Cuidados na hora da compra de produtos de beleza

É evidente de que uso de produtos de beleza aumentam a estima de qualquer mulher, pois quem não gosta de se sentir bonita? Mas antes de buscar a beleza a qualquer custo é preciso muito cuidado na hora da compra de cosméticos e artigos de uso pessoal, como shampoos, condicionadores, desodorantes, cremes e outros.

Na hora da compra, preste atenção no estado das embalagens dos produtos, que devem estar limpos e intactos. Além disso, é muito importante de que possua registro junto à Anvisa (Agência Nacional de Vigilância Sanitária),vinculada ao Ministério da Saúde.

O número cadastro junto à Agência inicia com dois dígitos, sendo que pode ser composto de até traze números.

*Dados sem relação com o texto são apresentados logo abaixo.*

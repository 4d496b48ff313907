//! Error types for threshold-signed smart account operations

use thiserror::Error;

/// Result type alias for wallet operations
pub type Result<T> = std::result::Result<T, Error>;

/// Errors that can occur while building, signing or submitting an operation
#[derive(Debug, Error)]
pub enum Error {
    // ============ Configuration Errors ============
    /// Missing or malformed setting (fatal at startup)
    #[error("Configuration error: {0}")]
    Configuration(String),

    // ============ Caller Input Errors ============
    /// Malformed counterparty or contract address
    #[error("Invalid address: {0}")]
    InvalidAddress(String),

    /// Stable user identifier is not a non-negative integer
    #[error("Invalid identifier: {0}")]
    InvalidIdentifier(String),

    /// Malformed or non-positive transfer amount
    #[error("Invalid amount: {0}")]
    InvalidAmount(String),

    /// Smart account cannot cover the transfer
    #[error("Insufficient balance: {balance} < {required}")]
    InsufficientBalance { balance: String, required: String },

    // ============ Signing Network Errors ============
    /// Signing gateway unreachable, non-2xx, or reported errors
    #[error("Signing gateway error: {0}")]
    Gateway(String),

    /// Gateway returned an empty response map
    #[error("Signing gateway returned no responses")]
    EmptyResponse,

    /// Gateway produced no usable signature responses
    #[error("No signatures returned: {0}")]
    NoSignatures(String),

    /// Fewer valid partial signatures than the quorum requires
    #[error("Quorum not met: required {required}, got {actual}")]
    QuorumNotMet { required: usize, actual: usize },

    // ============ Relay Errors ============
    /// Bundler answered with a JSON-RPC error; the operation was not broadcast
    #[error("Bundler rejected operation: {0}")]
    BundlerRejection(String),

    /// Operation cannot be expressed in the bundler wire format
    #[error("Encoding error: {0}")]
    Encoding(String),

    // ============ Cryptographic Errors ============
    /// Key agreement or key material failure
    #[error("Cryptographic error: {0}")]
    Crypto(String),

    /// AEAD encryption/decryption failed
    #[error("Encryption error: {0}")]
    Encryption(String),

    // ============ Serialization Errors ============
    /// Serialization error
    #[error("Serialization error: {0}")]
    Serialization(String),

    /// Deserialization error
    #[error("Deserialization error: {0}")]
    Deserialization(String),

    // ============ Chain Errors ============
    /// Transport failure talking to a JSON-RPC endpoint
    #[error("RPC error: {0}")]
    Rpc(String),

    /// JSON-RPC error object returned by a node
    #[error("RPC error {code}: {message}")]
    RpcResponse { code: i64, message: String },
}

impl Error {
    /// Whether the failure happened in transport rather than in the cohort or caller input.
    ///
    /// Nothing in this crate retries; callers use this to decide their own policy.
    pub fn is_transient(&self) -> bool {
        matches!(self, Error::Gateway(_) | Error::EmptyResponse | Error::Rpc(_))
    }

    /// Whether the failure is attributable to the caller's request.
    ///
    /// Malformed input fails before any network call. An insufficient balance
    /// is found by the pre-flight balance read, before any signing or bundler
    /// traffic.
    pub fn is_caller_error(&self) -> bool {
        matches!(
            self,
            Error::InvalidAddress(_)
                | Error::InvalidIdentifier(_)
                | Error::InvalidAmount(_)
                | Error::InsufficientBalance { .. }
        )
    }
}

impl From<serde_json::Error> for Error {
    fn from(e: serde_json::Error) -> Self {
        Error::Serialization(e.to_string())
    }
}

impl From<hex::FromHexError> for Error {
    fn from(e: hex::FromHexError) -> Self {
        Error::Deserialization(e.to_string())
    }
}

No caso dos produtos com menor risco ao organismo não possuem esse número, mas a Agência os registram com a informação: REs 335/99 ou REs 343/05, além de informar seu número que indica a autorização da empresa para funcionar.

Recentemente, os consumidores conquistaram mais uma vitória: no dia 18 de maio Tribunal Regional Federal da 2ª Região (TRF-2) decidiu que a Anvisa deve exigir que as empresas fabricantes de cosméticos e produtos de higiene pessoal adotem a nomenclatura em português em suas fórmulas indicadas nas embalagens.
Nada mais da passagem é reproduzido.